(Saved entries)
*** Begin section ***

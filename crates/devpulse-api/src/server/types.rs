//! Shared server state.

use std::sync::Arc;

use devpulse_storage::DeviceStore;

/// State handed to every handler.
#[derive(Clone)]
pub struct ServerState {
    /// The device store, shared with the ingestion pipeline.
    pub store: Arc<DeviceStore>,
    /// TCP ingestion port, echoed by the health probe.
    pub tcp_port: u16,
    /// HTTP port, echoed by the health probe.
    pub http_port: u16,
}

impl ServerState {
    pub fn new(store: Arc<DeviceStore>, tcp_port: u16, http_port: u16) -> Self {
        Self {
            store,
            tcp_port,
            http_port,
        }
    }
}
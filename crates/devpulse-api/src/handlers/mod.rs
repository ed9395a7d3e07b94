//! API handlers organized by domain.

pub mod basic;
pub mod common;
pub mod devices;
pub mod stats;

// Re-export ServerState so handlers can use it
pub use crate::server::ServerState;

pub use basic::health_handler;
pub use devices::{
    get_device_handler, get_device_logs_handler, list_active_devices_handler,
    list_devices_handler, update_device_status_handler,
};
pub use stats::get_stats_handler;
//! Application router configuration.

use axum::{
    routing::{get, put},
    Router,
};
use tower_http::cors::CorsLayer;

use super::types::ServerState;
use crate::handlers::{basic, devices, stats};

/// Create the application router.
pub fn create_router_with_state(state: ServerState) -> Router {
    Router::new()
        .route("/health", get(basic::health_handler))
        .route("/api/devices", get(devices::list_devices_handler))
        .route("/api/devices/active", get(devices::list_active_devices_handler))
        .route("/api/devices/:device_id", get(devices::get_device_handler))
        .route(
            "/api/devices/:device_id/logs",
            get(devices::get_device_logs_handler),
        )
        .route(
            "/api/devices/:device_id/status",
            put(devices::update_device_status_handler),
        )
        .route("/api/stats", get(stats::get_stats_handler))
        .layer(CorsLayer::permissive())
        .with_state(state)
}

*** End section ***

- Requirement
Go through the data above and count the lines that hold "ingestion". Respond with the number and no other words.

- Task response
2